In 1853 Scott was elected a Fellow of the Royal Society of Edinburgh, and in 1872 he commissioned Edinburgh architect David Bryce to redesign Gala House in the Scots baronial style. Completed in 1876, Gala remained the family home until 1976 before being demolished in 1983.
Old Gala House is now a museum.

==Marriage and descendants==
In 1857 Scott married Elizabeth Isabella Johnstone-Gordon (died 1917), eldest daughter and heiress of Captain Charles Kinnaird Johnstone-Gordon of Craig and Kincardine, and died at Hyères in France on 19 December 1877, leaving three sons and a daughter:

- John Henry Francis Kinnaird Scott of Gala (1859–1935);
- Captain Hugh James Elibank Scott-Makdougall of Makerstoun (1861–1934), late Haddington Artillery Militia, inherited the Makerstoun Estate near Kelso in 1890 from Scott relatives, by entail from their cousin Anna-Maria Hay Makdougall of Makerstoun (1786–1862) wife of General Sir Thomas Makdougall-Brisbane, 1st Baronet.

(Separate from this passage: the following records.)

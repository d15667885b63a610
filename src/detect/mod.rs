mod backend;
mod backends;
pub mod filter;
mod registry;
mod result;

pub use backend::DetectorBackend;
pub use backends::scripted::read_script;
pub use backends::{ScriptedBackend, ScriptedFrame};
#[cfg(feature = "backend-tract")]
pub use backends::TractBackend;
pub use filter::{filter_by_label, DOOR_LABEL};
pub use registry::BackendRegistry;
pub use result::{BoundingBox, Detection};
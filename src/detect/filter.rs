use crate::detect::result::Detection;

/// Default class label the guidance session looks for.
pub const DOOR_LABEL: &str = "door";

/// Detections whose label matches `target_label` exactly, in input order.
pub fn matching<'a>(
    detections: &'a [Detection],
    target_label: &'a str,
) -> impl Iterator<Item = &'a Detection> + 'a {
    detections
        .iter()
        .filter(move |d| d.class_label == target_label)
}

/// Collecting form of [`matching`]. An empty result means nothing to announce.
pub fn filter_by_label<'a>(detections: &'a [Detection], target_label: &str) -> Vec<&'a Detection> {
    detections
        .iter()
        .filter(|d| d.class_label == target_label)
        .collect()
}
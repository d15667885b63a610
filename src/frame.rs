//! Captured frames.
//!
//! A `Frame` is produced by an ingest source, handed to a detector and then
//! dropped. Nothing in the crate keeps pixels past the frame that produced them.

use anyhow::{anyhow, Result};
use std::time::Instant;

/// Packed RGB24 frame.
pub struct Frame {
    pixels: Vec<u8>,
    pub width: u32,
    pub height: u32,
    /// 1-based index assigned by the source.
    pub sequence: u64,
    captured_at: Instant,
}

impl Frame {
    pub fn new(pixels: Vec<u8>, width: u32, height: u32, sequence: u64) -> Result<Self> {
        let expected = rgb_len(width, height)?;
        if pixels.len() != expected {
            return Err(anyhow!(
                "frame {}x{} expects {} RGB bytes, received {}",
                width,
                height,
                expected,
                pixels.len()
            ));
        }
        Ok(Self {
            pixels,
            width,
            height,
            sequence,
            captured_at: Instant::now(),
        })
    }

    pub fn pixels(&self) -> &[u8] {
        &self.pixels
    }

    /// Milliseconds since the source produced this frame.
    pub fn age_ms(&self) -> u128 {
        self.captured_at.elapsed().as_millis()
    }
}

impl std::fmt::Debug for Frame {
    fn fmt(&self, f: &mut std::fmt::Formatter<'_>) -> std::fmt::Result {
        f.debug_struct("Frame")
            .field("width", &self.width)
            .field("height", &self.height)
            .field("sequence", &self.sequence)
            .finish_non_exhaustive()
    }
}

pub(crate) fn rgb_len(width: u32, height: u32) -> Result<usize> {
    (width as usize)
        .checked_mul(height as usize)
        .and_then(|v| v.checked_mul(3))
        .ok_or_else(|| anyhow!("frame dimensions overflow"))
}

#[cfg(test)]
mod tests {
    use super::*;

    #[test]
    fn rejects_mismatched_buffer() {
        assert!(Frame::new(vec![0; 12], 2, 2, 1).is_ok());
        assert!(Frame::new(vec![0; 11], 2, 2, 1).is_err());
    }

    #[test]
    fn age_grows_after_capture() {
        let frame = Frame::new(vec![0; 3], 1, 1, 1).unwrap();
        std::thread::sleep(std::time::Duration::from_millis(5));
        assert!(frame.age_ms() >= 5);
    }
}
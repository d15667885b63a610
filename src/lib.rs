//! Doorway Guide
//!
//! Spoken guidance toward a doorway from live object detection.
//!
//! # Architecture
//!
//! Each frame flows through a fixed pipeline:
//!
//! 1. **Ingest**: a frame source delivers RGB frames at a fixed resolution.
//! 2. **Detect**: a detector backend turns the frame into validated `Detection`s.
//! 3. **Filter**: only detections carrying the target label (`door`) survive.
//! 4. **Classify**: each doorway is placed in a horizontal zone (left/center/right)
//!    and given a distance qualifier (near/far) from its on-screen width.
//! 5. **Gate**: at most one instruction is spoken per announcement interval.
//! 6. **Record**: optionally, every frame is written out with its boxes drawn in.
//!
//! # Module Structure
//!
//! - `geometry`, `guidance`, `announce`: the guidance core, free of I/O
//! - `detect`: detector boundary, backends and label filtering
//! - `ingest`, `frame`: frame sources
//! - `speech`: speech sinks (logging, blocking command, queued playback)
//! - `output`: annotated frame recorders
//! - `session`: per-frame driver that owns all session state
//! - `config`: TOML + environment configuration

pub mod announce;
pub mod config;
pub mod detect;
mod error;
pub mod frame;
pub mod geometry;
pub mod guidance;
pub mod ingest;
pub mod output;
pub mod session;
pub mod speech;

pub use announce::{
    AnnouncementGate, AnnouncementState, Clock, GatePhase, ManualClock, SystemClock,
    DEFAULT_ANNOUNCEMENT_INTERVAL,
};
pub use config::GuideConfig;
pub use detect::{
    filter_by_label, BackendRegistry, BoundingBox, Detection, DetectorBackend, ScriptedBackend,
    ScriptedFrame, DOOR_LABEL,
};
pub use error::GuidanceError;
pub use frame::Frame;
pub use geometry::FrameGeometry;
pub use guidance::{classify, Distance, Instruction, Zone};
pub use ingest::{open_source, FrameSource, SourceConfig, SyntheticSource};
pub use output::{annotate, open_recorder, FrameRecorder, RecorderConfig};
pub use session::{FrameOutcome, GuidanceSession, SessionStats};
pub use speech::{CommandSpeech, LogSpeech, QueuedSpeech, SpeechSink};
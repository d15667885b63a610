use anyhow::{anyhow, Result};
use serde::{Deserialize, Serialize};

/// Axis-aligned bounding box in frame pixel coordinates.
#[derive(Clone, Copy, Debug, PartialEq, Eq, Serialize, Deserialize)]
pub struct BoundingBox {
    pub x1: i32,
    pub y1: i32,
    pub x2: i32,
    pub y2: i32,
}

impl BoundingBox {
    pub fn new(x1: i32, y1: i32, x2: i32, y2: i32) -> Self {
        Self { x1, y1, x2, y2 }
    }

    /// Horizontal center, floor of `(x1 + x2) / 2`.
    pub fn center_x(&self) -> i64 {
        (i64::from(self.x1) + i64::from(self.x2)).div_euclid(2)
    }

    /// `x2 - x1`. Negative or zero for degenerate boxes.
    pub fn width(&self) -> i64 {
        i64::from(self.x2) - i64::from(self.x1)
    }

    pub fn height(&self) -> i64 {
        i64::from(self.y2) - i64::from(self.y1)
    }

    pub fn is_degenerate(&self) -> bool {
        self.x1 >= self.x2 || self.y1 >= self.y2
    }
}

/// One detector output record for a single frame.
#[derive(Clone, Debug, PartialEq, Serialize, Deserialize)]
pub struct Detection {
    pub class_label: String,
    pub bounding_box: BoundingBox,
    #[serde(default, skip_serializing_if = "Option::is_none")]
    pub confidence: Option<f32>,
}

impl Detection {
    pub fn new(class_label: impl Into<String>, bounding_box: BoundingBox) -> Self {
        Self {
            class_label: class_label.into(),
            bounding_box,
            confidence: None,
        }
    }

    pub fn with_confidence(mut self, confidence: f32) -> Self {
        self.confidence = Some(confidence);
        self
    }

    /// Build a detection from raw detector coordinates.
    ///
    /// Coordinates are truncated to whole pixels the same way the detector
    /// boxes are consumed downstream. Non-finite or inverted boxes are rejected
    /// here so backends never hand malformed records to the session.
    pub fn from_xyxy(class_label: &str, xyxy: [f32; 4], confidence: f32) -> Result<Self> {
        if xyxy.iter().any(|v| !v.is_finite()) {
            return Err(anyhow!("non-finite box coordinates for '{}'", class_label));
        }
        let [x1, y1, x2, y2] = xyxy.map(|v| v as i32);
        let bbox = BoundingBox::new(x1, y1, x2, y2);
        if bbox.is_degenerate() {
            return Err(anyhow!(
                "inverted box ({}, {}, {}, {}) for '{}'",
                x1,
                y1,
                x2,
                y2,
                class_label
            ));
        }
        Ok(Self::new(class_label, bbox).with_confidence(confidence))
    }
}

#[cfg(test)]
mod tests {
    use super::*;

    #[test]
    fn center_uses_floor_division() {
        assert_eq!(BoundingBox::new(100, 0, 141, 50).center_x(), 120);
        assert_eq!(BoundingBox::new(-3, 0, 0, 50).center_x(), -2);
    }

    #[test]
    fn from_xyxy_truncates_and_validates() {
        let d = Detection::from_xyxy("door", [10.9, 2.2, 40.5, 80.0], 0.7).unwrap();
        assert_eq!(d.bounding_box, BoundingBox::new(10, 2, 40, 80));
        assert_eq!(d.confidence, Some(0.7));

        assert!(Detection::from_xyxy("door", [40.0, 0.0, 10.0, 5.0], 0.9).is_err());
        assert!(Detection::from_xyxy("door", [f32::NAN, 0.0, 10.0, 5.0], 0.9).is_err());
    }

    #[test]
    fn replay_records_parse_without_confidence() {
        let d: Detection = serde_json::from_str(
            r#"{"class_label":"door","bounding_box":{"x1":1,"y1":2,"x2":3,"y2":4}}"#,
        )
        .unwrap();
        assert_eq!(d.confidence, None);
        assert_eq!(d.bounding_box.width(), 2);
    }
}
//! Per-frame guidance session.
//!
//! `GuidanceSession` owns everything that lives for a whole session: the frame
//! geometry, the announcement gate and the speech sink. Each frame's detections
//! go through label filtering, classification and the gate, in that order.

use anyhow::{anyhow, Result};
use std::sync::atomic::{AtomicBool, Ordering};
use std::time::{Duration, Instant};

use crate::announce::{AnnouncementGate, Clock};
use crate::detect::{filter, BackendRegistry, Detection};
use crate::geometry::FrameGeometry;
use crate::guidance::{classify, Instruction};
use crate::ingest::FrameSource;
use crate::output::FrameRecorder;
use crate::speech::SpeechSink;

const HEALTH_LOG_INTERVAL: Duration = Duration::from_secs(5);

/// What happened to one frame's detections.
#[derive(Clone, Debug, Default, PartialEq)]
pub struct FrameOutcome {
    /// Instructions for every well-formed target detection, in detector order.
    pub instructions: Vec<Instruction>,
    /// The instruction that was spoken, if the gate was open.
    pub spoken: Option<Instruction>,
    /// Target detections rejected as malformed.
    pub rejected: usize,
}

impl FrameOutcome {
    pub fn suppressed(&self) -> usize {
        self.instructions.len() - usize::from(self.spoken.is_some())
    }
}

#[derive(Clone, Debug, Default, PartialEq, Eq)]
pub struct SessionStats {
    pub frames: u64,
    pub detections: u64,
    pub instructions: u64,
    pub spoken: u64,
    pub suppressed: u64,
    pub rejected: u64,
    pub speech_failures: u64,
    pub frames_recorded: u64,
    /// Largest capture-to-decision delay seen, in milliseconds.
    pub max_frame_age_ms: u64,
}

pub struct GuidanceSession {
    geometry: FrameGeometry,
    gate: AnnouncementGate,
    target_label: String,
    speech: Box<dyn SpeechSink>,
    stats: SessionStats,
}

impl GuidanceSession {
    pub fn new(
        geometry: FrameGeometry,
        target_label: impl Into<String>,
        interval: Duration,
        speech: Box<dyn SpeechSink>,
    ) -> Result<Self> {
        geometry.validate()?;
        let target_label = target_label.into();
        if target_label.trim().is_empty() {
            return Err(anyhow!("target label must not be empty"));
        }
        if interval.is_zero() {
            return Err(anyhow!("announcement interval must be greater than zero"));
        }
        Ok(Self {
            geometry,
            gate: AnnouncementGate::new(interval),
            target_label,
            speech,
            stats: SessionStats::default(),
        })
    }

    pub fn geometry(&self) -> &FrameGeometry {
        &self.geometry
    }

    pub fn gate(&self) -> &AnnouncementGate {
        &self.gate
    }

    pub fn target_label(&self) -> &str {
        &self.target_label
    }

    pub fn stats(&self) -> &SessionStats {
        &self.stats
    }

    /// Process one frame's detections at session time `now`.
    ///
    /// At most one instruction is spoken per frame, and only if the gate is
    /// open. The gate is recorded only after the speech sink accepted the
    /// phrase, so a failed playback is retried on the next qualifying frame.
    pub fn process_frame(&mut self, detections: &[Detection], now: Duration) -> FrameOutcome {
        self.stats.frames += 1;
        self.stats.detections += detections.len() as u64;

        let mut outcome = FrameOutcome::default();
        let mut speech_failed = false;
        for det in filter::matching(detections, &self.target_label) {
            let instruction = match classify(det, &self.geometry) {
                Ok(instruction) => instruction,
                Err(e) => {
                    log::warn!("skipping {} detection: {}", self.target_label, e);
                    outcome.rejected += 1;
                    continue;
                }
            };
            outcome.instructions.push(instruction);

            if speech_failed || outcome.spoken.is_some() || !self.gate.should_announce(now) {
                log::debug!(
                    "suppressed ({:?}, {:.1}s left): {}",
                    self.gate.phase(now),
                    self.gate.remaining(now).as_secs_f32(),
                    instruction
                );
                continue;
            }

            match self.speech.speak(instruction.phrase) {
                Ok(()) => {
                    self.gate.record(now);
                    log::info!("announced: {}", instruction);
                    outcome.spoken = Some(instruction);
                }
                Err(e) => {
                    log::error!("speech failed ({}): {}", self.speech.name(), e);
                    self.stats.speech_failures += 1;
                    speech_failed = true;
                }
            }
        }

        if outcome.instructions.is_empty() && outcome.rejected == 0 {
            log::trace!("no {} in frame", self.target_label);
        }
        self.stats.instructions += outcome.instructions.len() as u64;
        self.stats.spoken += u64::from(outcome.spoken.is_some());
        self.stats.suppressed += outcome.suppressed() as u64;
        self.stats.rejected += outcome.rejected as u64;
        outcome
    }
}

/// Drive a session from a frame source until it ends or `stop` is set.
///
/// The geometry is derived once from the source's reported resolution. When a
/// recorder is given, every frame is written with its detections drawn in. A
/// recording failure stops the recording but never the guidance.
pub fn run<C: Clock>(
    source: &mut dyn FrameSource,
    detectors: &mut BackendRegistry,
    session: &mut GuidanceSession,
    mut recorder: Option<&mut dyn FrameRecorder>,
    clock: &C,
    stop: &AtomicBool,
) -> Result<SessionStats> {
    let (width, height) = source.resolution();
    if (width, height) != (session.geometry.frame_width, session.geometry.frame_height) {
        return Err(anyhow!(
            "source resolution {}x{} does not match session geometry {}x{}",
            width,
            height,
            session.geometry.frame_width,
            session.geometry.frame_height
        ));
    }
    let label = session.target_label.clone();
    let mut last_health_log = Instant::now();

    while !stop.load(Ordering::SeqCst) {
        let Some(frame) = source.next_frame()? else {
            log::info!("source ended");
            break;
        };
        let detections = detectors.detect_for_label(&label, &frame)?;
        session.process_frame(&detections, clock.now());
        let age_ms = u64::try_from(frame.age_ms()).unwrap_or(u64::MAX);
        session.stats.max_frame_age_ms = session.stats.max_frame_age_ms.max(age_ms);

        let mut recording_failed = false;
        if let Some(sink) = recorder.as_deref_mut() {
            match sink.record(&frame, &detections) {
                Ok(()) => session.stats.frames_recorded += 1,
                Err(e) => {
                    log::error!("recording ({}) stopped: {}", sink.name(), e);
                    recording_failed = true;
                }
            }
        }
        if recording_failed {
            recorder = None;
        }

        if last_health_log.elapsed() >= HEALTH_LOG_INTERVAL {
            let source_stats = source.stats();
            let stats = session.stats();
            log::info!(
                "source health={} frames={} url={} age={}ms spoken={} suppressed={} rejected={}",
                source.is_healthy(),
                source_stats.frames_captured,
                source_stats.url,
                age_ms,
                stats.spoken,
                stats.suppressed,
                stats.rejected
            );
            last_health_log = Instant::now();
        }
    }

    if stop.load(Ordering::SeqCst) {
        log::info!("stop requested, session ending");
    }
    if let Some(sink) = recorder {
        if let Err(e) = sink.finish() {
            log::error!("recording ({}) did not finish cleanly: {}", sink.name(), e);
        }
    }
    Ok(session.stats().clone())
}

Captain Hugh Scott-Makdougall married in 1893 Agnes Jenkinson (died 1955), leaving a son and two daughters:
  - Captain Henry John Alexander Scott-Makdougall later Makdougall Scott of Gala (1901–1940), late King's Royal Rifle Corps;
  - Barbara Makdougall Scott (1894–1979), married Major Sir George Duckworth-King, 6th Baronet (1891–1952), leaving issue two daughters (including Anne Duckworth-King (1915–2011), who married Christopher Willoughby Jardine );
  - Jean Makdougall Scott (1897–1990), married Philip Beaumont Frere , senior partner in Frere Cholmeley, having (with a daughter):
    - Christopher Bartle Hugh Frere later Scott of Gala (1924–1997), married 1948 Anne Kerr (died 1999), granddaughter of the Revd Lord Henry Kerr , leaving:
      - John Philip Henry Schomberg Scott (born 1952), 13th Laird of Gala, Past Master Grocer, married Jacqueline Rae, elder daughter of Captain Colin Rae , having two sons;
      - Dominic Scott (born 1955), married Melanie Charrington, having a son and four daughters;
      - Julian Scott (1956–1984), married Alexandra Hough;
      - Rupert Scott later Montagu-Scott (born 1958), married the Hon. Mary Douglas-Scott-Montagu, having a son and a daughter;
      - Sebastian Scott (born 1961);
- Major Charles Archibald Ramsay Scott (1863–1920), late South Wales Borderers, married in 1911 Violet Milligan, and died without issue on 21 March 1920 at Auckland, New Zealand;
- Magdalen Augusta Lavinia Scott (1862–1961), married in 1898 General Sir Francis Davies , of Elmley Castle, Pershore, Worcestershire.